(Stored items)
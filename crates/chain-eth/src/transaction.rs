//! Legacy EIP-155 unsigned transactions.
//!
//! The host sends the exact bytes the device will hash and sign:
//!
//! ```text
//! rlp([nonce, gasPrice, gasLimit, to, value, data, chainId, 0, 0])
//! ```
//!
//! Decoding copies the small integer fields into explicit-length arrays and
//! borrows the calldata from the caller's buffer. Nothing can be displayed
//! before [`EvmUnsignedTxn::validate`] has classified the payload; the
//! summary is only reachable through the resulting [`ValidatedEvmTxn`].

use alloy_primitives::U256;
use alloy_rlp::Header;
use serde::Serialize;

use crate::chains::{self, EvmChain};
use crate::erc20::{self, ContractRegistry, Erc20Contract};
use crate::error::EthError;

// ---------------------------------------------------------------------------
// Field storage
// ---------------------------------------------------------------------------

/// A big-endian integer of at most `N` bytes, stored with its wire length.
#[derive(Debug, Clone, Copy, PartialEq, Eq)]
pub struct SizedBytes<const N: usize> {
    len: usize,
    bytes: [u8; N],
}

impl<const N: usize> SizedBytes<N> {
    fn from_field(field: &'static str, data: &[u8]) -> Result<Self, EthError> {
        if data.len() > N {
            return Err(EthError::FieldTooLong {
                field,
                len: data.len(),
                max: N,
            });
        }
        let mut bytes = [0u8; N];
        bytes[..data.len()].copy_from_slice(data);
        Ok(Self {
            len: data.len(),
            bytes,
        })
    }

    pub fn len(&self) -> usize {
        self.len
    }

    pub fn is_empty(&self) -> bool {
        self.len == 0
    }

    pub fn as_slice(&self) -> &[u8] {
        &self.bytes[..self.len]
    }

    /// Numeric value; every instance used in this crate fits in 32 bytes.
    pub fn to_u256(&self) -> U256 {
        U256::from_be_slice(self.as_slice())
    }
}

// ---------------------------------------------------------------------------
// Payload classification
// ---------------------------------------------------------------------------

/// How much of the calldata the device can explain to the user.
#[derive(Debug, Clone, Copy, PartialEq, Eq, Serialize)]
pub enum PayloadStatus {
    /// No calldata: a plain native-asset transfer.
    Absent,
    /// Selector not recognized; requires blind signing.
    SignatureNotWhitelisted,
    /// Superseded by `ContractInvalid`; never produced.
    ContractNotWhitelisted,
    /// Recognized selector sent to a contract that is not the claimed token.
    ContractInvalid,
    /// Fully recognized; clear signing.
    Whitelisted,
}

/// Classifies calldata sent to `to` on `chain_id`.
///
/// `claimed_token` is the asset symbol the host says is being moved, `None`
/// for the chain's native asset.
pub fn classify_payload<R: ContractRegistry + ?Sized>(
    payload: &[u8],
    to: &[u8; 20],
    chain_id: u64,
    claimed_token: Option<&str>,
    registry: &R,
) -> (PayloadStatus, Option<Erc20Contract>) {
    let Some(selector) = payload.get(..4) else {
        return if payload.is_empty() {
            (PayloadStatus::Absent, None)
        } else {
            (PayloadStatus::SignatureNotWhitelisted, None)
        };
    };
    let selector: [u8; 4] = [selector[0], selector[1], selector[2], selector[3]];

    if !registry.is_whitelisted_selector(&selector) || erc20::decode_transfer(payload).is_none() {
        return (PayloadStatus::SignatureNotWhitelisted, None);
    }

    match registry.find_contract(chain_id, to) {
        Some(contract) if claimed_token == Some(contract.symbol) => {
            (PayloadStatus::Whitelisted, Some(contract))
        }
        _ => (PayloadStatus::ContractInvalid, None),
    }
}

// ---------------------------------------------------------------------------
// Decoding
// ---------------------------------------------------------------------------

/// Splits the next RLP item off `buf` and returns its payload.
fn take_item<'a>(buf: &mut &'a [u8], list: bool) -> Result<&'a [u8], EthError> {
    let header = Header::decode(buf).map_err(|e| EthError::DecodingError(e.to_string()))?;
    if header.list != list {
        return Err(EthError::DecodingError(if list {
            "expected a list".into()
        } else {
            "expected a string".into()
        }));
    }
    if header.payload_length > buf.len() {
        return Err(EthError::DecodingError(format!(
            "item of {} bytes overruns buffer of {}",
            header.payload_length,
            buf.len()
        )));
    }
    let (payload, rest) = buf.split_at(header.payload_length);
    *buf = rest;
    Ok(payload)
}

/// A decoded, not yet validated, legacy EIP-155 transaction.
#[derive(Debug, Clone, PartialEq, Eq)]
pub struct EvmUnsignedTxn<'a> {
    pub nonce: SizedBytes<32>,
    pub gas_price: SizedBytes<32>,
    pub gas_limit: SizedBytes<32>,
    pub to_address: [u8; 20],
    pub value: SizedBytes<32>,
    /// Calldata, borrowed from the caller's buffer.
    pub payload: &'a [u8],
    pub chain_id: SizedBytes<8>,
    pub dummy_r: SizedBytes<1>,
    pub dummy_s: SizedBytes<1>,
    encoded: &'a [u8],
}

impl<'a> EvmUnsignedTxn<'a> {
    /// Decodes `bytes`, which must hold exactly one RLP list.
    pub fn decode(bytes: &'a [u8]) -> Result<Self, EthError> {
        let mut buf = bytes;
        let mut fields = take_item(&mut buf, true)?;
        if !buf.is_empty() {
            return Err(EthError::DecodingError(format!(
                "{} trailing bytes after transaction",
                buf.len()
            )));
        }

        let nonce = SizedBytes::from_field("nonce", take_item(&mut fields, false)?)?;
        let gas_price = SizedBytes::from_field("gas price", take_item(&mut fields, false)?)?;
        let gas_limit = SizedBytes::from_field("gas limit", take_item(&mut fields, false)?)?;
        let to = take_item(&mut fields, false)?;
        let to_address: [u8; 20] = to.try_into().map_err(|_| {
            EthError::DecodingError(format!("recipient must be 20 bytes, got {}", to.len()))
        })?;
        let value = SizedBytes::from_field("value", take_item(&mut fields, false)?)?;
        let payload = take_item(&mut fields, false)?;
        let chain_id = SizedBytes::from_field("chain id", take_item(&mut fields, false)?)?;
        let dummy_r = SizedBytes::from_field("r", take_item(&mut fields, false)?)?;
        let dummy_s = SizedBytes::from_field("s", take_item(&mut fields, false)?)?;

        if !fields.is_empty() {
            return Err(EthError::DecodingError("unexpected extra fields".into()));
        }

        Ok(Self {
            nonce,
            gas_price,
            gas_limit,
            to_address,
            value,
            payload,
            chain_id,
            dummy_r,
            dummy_s,
            encoded: bytes,
        })
    }

    /// The exact bytes that were decoded; these are what gets signed.
    pub fn encoded(&self) -> &'a [u8] {
        self.encoded
    }

    pub fn chain_id_value(&self) -> u64 {
        self.chain_id
            .as_slice()
            .iter()
            .fold(0u64, |acc, &b| (acc << 8) | u64::from(b))
    }

    /// Checks field consistency against the request and classifies the
    /// payload.
    ///
    /// The chain id must be present, known and equal to `expected_chain_id`;
    /// the EIP-155 signature placeholders must be empty.
    pub fn validate<R: ContractRegistry + ?Sized>(
        self,
        expected_chain_id: u64,
        claimed_token: Option<&str>,
        registry: &R,
    ) -> Result<ValidatedEvmTxn<'a>, EthError> {
        if self.chain_id.is_empty() {
            return Err(EthError::InvalidTransaction("missing chain id".into()));
        }
        let chain_id = self.chain_id_value();
        if chain_id != expected_chain_id {
            return Err(EthError::ChainIdMismatch {
                expected: expected_chain_id,
                actual: chain_id,
            });
        }
        let chain = chains::get_chain(chain_id).ok_or(EthError::UnsupportedChain(chain_id))?;
        if !self.dummy_r.is_empty() || !self.dummy_s.is_empty() {
            return Err(EthError::InvalidTransaction(
                "signature placeholders must be zero".into(),
            ));
        }

        let (payload_status, contract) = classify_payload(
            self.payload,
            &self.to_address,
            chain_id,
            claimed_token,
            registry,
        );
        #[cfg(feature = "log")]
        log::debug!("evm payload on chain {chain_id} classified as {payload_status:?}");

        Ok(ValidatedEvmTxn {
            txn: self,
            chain,
            payload_status,
            contract,
        })
    }
}

// ---------------------------------------------------------------------------
// Validated transaction and summary
// ---------------------------------------------------------------------------

/// A transaction whose payload has been classified.
#[derive(Debug, Clone, PartialEq, Eq)]
pub struct ValidatedEvmTxn<'a> {
    txn: EvmUnsignedTxn<'a>,
    chain: &'static EvmChain,
    payload_status: PayloadStatus,
    contract: Option<Erc20Contract>,
}

/// Raw values for the confirmation screens.
#[derive(Debug, Clone, PartialEq, Eq)]
pub struct EvmTxnSummary {
    pub recipient: [u8; 20],
    pub amount: U256,
    /// `gas_price * gas_limit`, in the native asset's base unit.
    pub fee: U256,
    pub symbol: &'static str,
    pub decimals: u8,
    pub native_symbol: &'static str,
    pub payload_status: PayloadStatus,
    /// Contract being called, if the payload is non-empty.
    pub contract_address: Option<[u8; 20]>,
}

impl<'a> ValidatedEvmTxn<'a> {
    pub fn txn(&self) -> &EvmUnsignedTxn<'a> {
        &self.txn
    }

    pub fn chain(&self) -> &'static EvmChain {
        self.chain
    }

    pub fn payload_status(&self) -> PayloadStatus {
        self.payload_status
    }

    pub fn contract(&self) -> Option<&Erc20Contract> {
        self.contract.as_ref()
    }

    pub fn requires_blind_signing(&self) -> bool {
        self.payload_status == PayloadStatus::SignatureNotWhitelisted
    }

    /// Builds the display summary. Refused for `ContractInvalid`, and for
    /// token transfers that also carry native value.
    pub fn summary(&self) -> Result<EvmTxnSummary, EthError> {
        let fee = self
            .txn
            .gas_price
            .to_u256()
            .checked_mul(self.txn.gas_limit.to_u256())
            .ok_or_else(|| EthError::InvalidTransaction("fee overflow".into()))?;

        let contract_address = (!self.txn.payload.is_empty()).then_some(self.txn.to_address);
        let native = EvmTxnSummary {
            recipient: self.txn.to_address,
            amount: self.txn.value.to_u256(),
            fee,
            symbol: self.chain.symbol,
            decimals: self.chain.decimals,
            native_symbol: self.chain.symbol,
            payload_status: self.payload_status,
            contract_address,
        };

        match (self.payload_status, self.contract) {
            (PayloadStatus::Absent | PayloadStatus::SignatureNotWhitelisted, _) => Ok(native),
            (PayloadStatus::Whitelisted, Some(contract)) => {
                if !self.txn.value.to_u256().is_zero() {
                    return Err(EthError::InvalidTransaction(
                        "token transfer also moves native value".into(),
                    ));
                }
                let call = erc20::decode_transfer(self.txn.payload).ok_or_else(|| {
                    EthError::InvalidTransaction("whitelisted payload is not a transfer".into())
                })?;
                Ok(EvmTxnSummary {
                    recipient: *call.recipient,
                    amount: U256::from_be_bytes(*call.amount),
                    symbol: contract.symbol,
                    decimals: contract.decimals,
                    ..native
                })
            }
            _ => Err(EthError::InvalidTransaction(
                "payload does not match the claimed token contract".into(),
            )),
        }
    }
}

--- Task statement ---
Return one number, the count of lines in the records holding the word "EvmChain".

--- Task result ---
3